» Instructions to follow
Copy out lines with the word "QueueDaoError" from the material that follows.

» Exercise input
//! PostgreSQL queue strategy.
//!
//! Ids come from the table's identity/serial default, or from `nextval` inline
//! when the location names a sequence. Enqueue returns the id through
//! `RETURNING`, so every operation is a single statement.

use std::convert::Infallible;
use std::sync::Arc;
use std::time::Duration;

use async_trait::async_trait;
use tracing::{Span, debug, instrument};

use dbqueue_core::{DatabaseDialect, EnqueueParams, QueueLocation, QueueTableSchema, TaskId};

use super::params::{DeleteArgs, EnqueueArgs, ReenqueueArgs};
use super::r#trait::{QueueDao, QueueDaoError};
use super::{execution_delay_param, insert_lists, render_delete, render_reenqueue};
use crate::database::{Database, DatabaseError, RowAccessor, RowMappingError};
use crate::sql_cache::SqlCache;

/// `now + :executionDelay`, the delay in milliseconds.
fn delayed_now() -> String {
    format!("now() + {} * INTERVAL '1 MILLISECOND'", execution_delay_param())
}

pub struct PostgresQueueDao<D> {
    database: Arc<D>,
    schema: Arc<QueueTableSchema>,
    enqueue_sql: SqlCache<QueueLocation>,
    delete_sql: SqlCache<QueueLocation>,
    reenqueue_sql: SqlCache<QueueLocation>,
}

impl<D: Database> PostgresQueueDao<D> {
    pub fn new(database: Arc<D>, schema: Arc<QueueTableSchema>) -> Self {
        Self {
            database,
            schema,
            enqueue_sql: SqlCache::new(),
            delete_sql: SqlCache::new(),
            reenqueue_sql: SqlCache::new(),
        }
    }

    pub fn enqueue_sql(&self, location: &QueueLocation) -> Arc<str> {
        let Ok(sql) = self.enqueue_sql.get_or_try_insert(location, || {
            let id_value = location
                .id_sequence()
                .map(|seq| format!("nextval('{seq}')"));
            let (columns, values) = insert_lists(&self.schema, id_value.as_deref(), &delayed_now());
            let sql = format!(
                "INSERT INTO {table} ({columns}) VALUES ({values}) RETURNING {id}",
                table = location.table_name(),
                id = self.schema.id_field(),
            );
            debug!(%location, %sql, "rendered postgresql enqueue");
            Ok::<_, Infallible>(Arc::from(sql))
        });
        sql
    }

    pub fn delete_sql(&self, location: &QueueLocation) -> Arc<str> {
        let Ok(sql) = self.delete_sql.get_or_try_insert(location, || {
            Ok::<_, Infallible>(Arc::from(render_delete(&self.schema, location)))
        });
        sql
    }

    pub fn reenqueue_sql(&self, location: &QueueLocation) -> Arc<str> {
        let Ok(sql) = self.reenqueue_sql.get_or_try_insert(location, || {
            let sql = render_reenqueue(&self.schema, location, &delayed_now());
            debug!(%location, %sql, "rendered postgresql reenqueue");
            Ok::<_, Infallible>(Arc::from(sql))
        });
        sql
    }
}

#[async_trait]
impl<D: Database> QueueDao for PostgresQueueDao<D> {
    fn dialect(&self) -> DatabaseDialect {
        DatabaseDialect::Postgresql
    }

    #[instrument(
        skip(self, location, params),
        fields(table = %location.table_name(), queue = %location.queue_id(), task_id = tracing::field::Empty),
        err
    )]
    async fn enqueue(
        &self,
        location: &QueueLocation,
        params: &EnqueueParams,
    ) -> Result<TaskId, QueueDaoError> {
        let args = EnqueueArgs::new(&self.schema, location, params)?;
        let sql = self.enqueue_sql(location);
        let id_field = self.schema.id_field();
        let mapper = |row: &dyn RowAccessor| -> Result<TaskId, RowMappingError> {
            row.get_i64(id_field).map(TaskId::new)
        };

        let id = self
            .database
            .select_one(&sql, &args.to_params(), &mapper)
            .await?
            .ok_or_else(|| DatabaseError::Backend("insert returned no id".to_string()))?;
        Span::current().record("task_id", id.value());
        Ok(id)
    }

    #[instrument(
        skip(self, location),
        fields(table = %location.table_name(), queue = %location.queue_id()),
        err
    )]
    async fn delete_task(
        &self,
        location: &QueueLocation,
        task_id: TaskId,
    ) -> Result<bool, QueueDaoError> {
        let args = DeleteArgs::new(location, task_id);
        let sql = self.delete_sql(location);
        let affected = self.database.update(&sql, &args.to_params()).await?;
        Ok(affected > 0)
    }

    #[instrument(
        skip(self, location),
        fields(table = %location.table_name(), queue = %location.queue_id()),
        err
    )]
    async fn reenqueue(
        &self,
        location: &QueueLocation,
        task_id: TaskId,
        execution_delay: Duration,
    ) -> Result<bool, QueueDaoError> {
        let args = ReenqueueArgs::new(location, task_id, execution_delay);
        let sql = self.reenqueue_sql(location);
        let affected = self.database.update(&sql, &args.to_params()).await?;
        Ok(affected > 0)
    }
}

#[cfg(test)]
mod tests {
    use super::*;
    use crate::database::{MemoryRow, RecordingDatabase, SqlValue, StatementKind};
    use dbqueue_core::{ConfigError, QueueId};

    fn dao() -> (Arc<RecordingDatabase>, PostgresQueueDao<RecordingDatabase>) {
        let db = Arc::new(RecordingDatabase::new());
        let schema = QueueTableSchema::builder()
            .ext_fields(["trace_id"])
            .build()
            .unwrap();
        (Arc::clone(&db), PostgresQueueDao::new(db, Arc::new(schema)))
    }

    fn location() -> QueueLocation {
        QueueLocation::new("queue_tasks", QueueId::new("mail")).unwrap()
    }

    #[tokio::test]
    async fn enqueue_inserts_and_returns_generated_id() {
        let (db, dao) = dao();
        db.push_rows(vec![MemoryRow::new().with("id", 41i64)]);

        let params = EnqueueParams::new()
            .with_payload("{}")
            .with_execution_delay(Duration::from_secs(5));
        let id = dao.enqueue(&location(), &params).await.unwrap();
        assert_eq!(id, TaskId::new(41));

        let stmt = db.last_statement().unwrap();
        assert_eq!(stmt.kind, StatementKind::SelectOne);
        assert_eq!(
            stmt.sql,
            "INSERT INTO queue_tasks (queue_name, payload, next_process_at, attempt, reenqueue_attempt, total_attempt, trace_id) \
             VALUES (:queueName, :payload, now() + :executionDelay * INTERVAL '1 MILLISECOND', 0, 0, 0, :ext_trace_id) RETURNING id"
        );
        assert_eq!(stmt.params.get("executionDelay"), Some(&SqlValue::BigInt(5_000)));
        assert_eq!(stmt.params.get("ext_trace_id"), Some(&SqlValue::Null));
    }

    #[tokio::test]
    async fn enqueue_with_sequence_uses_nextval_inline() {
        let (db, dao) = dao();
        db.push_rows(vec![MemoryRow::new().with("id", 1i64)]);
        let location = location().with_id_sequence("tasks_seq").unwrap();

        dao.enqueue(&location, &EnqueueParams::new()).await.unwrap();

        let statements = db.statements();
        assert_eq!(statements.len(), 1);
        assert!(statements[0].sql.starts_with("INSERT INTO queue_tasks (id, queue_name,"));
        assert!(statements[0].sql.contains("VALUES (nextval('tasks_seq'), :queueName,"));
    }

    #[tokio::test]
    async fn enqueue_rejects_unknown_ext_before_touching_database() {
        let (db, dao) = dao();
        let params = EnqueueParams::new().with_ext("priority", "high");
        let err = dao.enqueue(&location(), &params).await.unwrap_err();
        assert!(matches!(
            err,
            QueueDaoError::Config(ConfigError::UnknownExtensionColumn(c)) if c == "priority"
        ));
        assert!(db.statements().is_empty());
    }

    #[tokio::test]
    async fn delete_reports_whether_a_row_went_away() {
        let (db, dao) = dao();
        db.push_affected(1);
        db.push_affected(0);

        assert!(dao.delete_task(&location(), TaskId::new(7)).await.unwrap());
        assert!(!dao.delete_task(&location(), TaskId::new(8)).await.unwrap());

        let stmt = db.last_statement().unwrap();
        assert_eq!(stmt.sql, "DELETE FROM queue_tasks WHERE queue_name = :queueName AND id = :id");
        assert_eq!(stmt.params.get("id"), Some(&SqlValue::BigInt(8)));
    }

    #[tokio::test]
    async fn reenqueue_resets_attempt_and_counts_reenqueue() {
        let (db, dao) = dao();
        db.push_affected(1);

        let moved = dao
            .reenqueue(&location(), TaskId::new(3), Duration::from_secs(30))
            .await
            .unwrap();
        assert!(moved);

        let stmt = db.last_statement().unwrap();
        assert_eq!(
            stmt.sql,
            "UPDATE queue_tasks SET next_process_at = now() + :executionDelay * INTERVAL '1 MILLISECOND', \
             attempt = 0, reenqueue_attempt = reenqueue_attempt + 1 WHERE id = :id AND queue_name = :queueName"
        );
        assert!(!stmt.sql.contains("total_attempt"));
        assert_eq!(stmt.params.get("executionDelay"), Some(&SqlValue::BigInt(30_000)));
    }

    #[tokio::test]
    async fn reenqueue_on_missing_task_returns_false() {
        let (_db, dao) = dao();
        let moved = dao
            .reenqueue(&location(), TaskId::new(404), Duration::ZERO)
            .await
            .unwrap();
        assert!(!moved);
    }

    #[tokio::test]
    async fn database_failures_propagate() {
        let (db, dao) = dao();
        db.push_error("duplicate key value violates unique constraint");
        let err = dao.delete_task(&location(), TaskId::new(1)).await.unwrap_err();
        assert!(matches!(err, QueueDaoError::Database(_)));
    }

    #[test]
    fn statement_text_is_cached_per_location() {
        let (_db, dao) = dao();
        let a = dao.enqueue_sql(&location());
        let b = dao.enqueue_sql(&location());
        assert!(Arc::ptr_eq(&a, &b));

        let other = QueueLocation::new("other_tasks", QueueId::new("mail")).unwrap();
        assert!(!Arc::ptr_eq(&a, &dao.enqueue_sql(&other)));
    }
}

» Your solution
use super::r#trait::{QueueDao, QueueDaoError};
    ) -> Result<TaskId, QueueDaoError> {
    ) -> Result<bool, QueueDaoError> {
    ) -> Result<bool, QueueDaoError> {
            QueueDaoError::Config(ConfigError::UnknownExtensionColumn(c)) if c == "priority"
        assert!(matches!(err, QueueDaoError::Database(_)));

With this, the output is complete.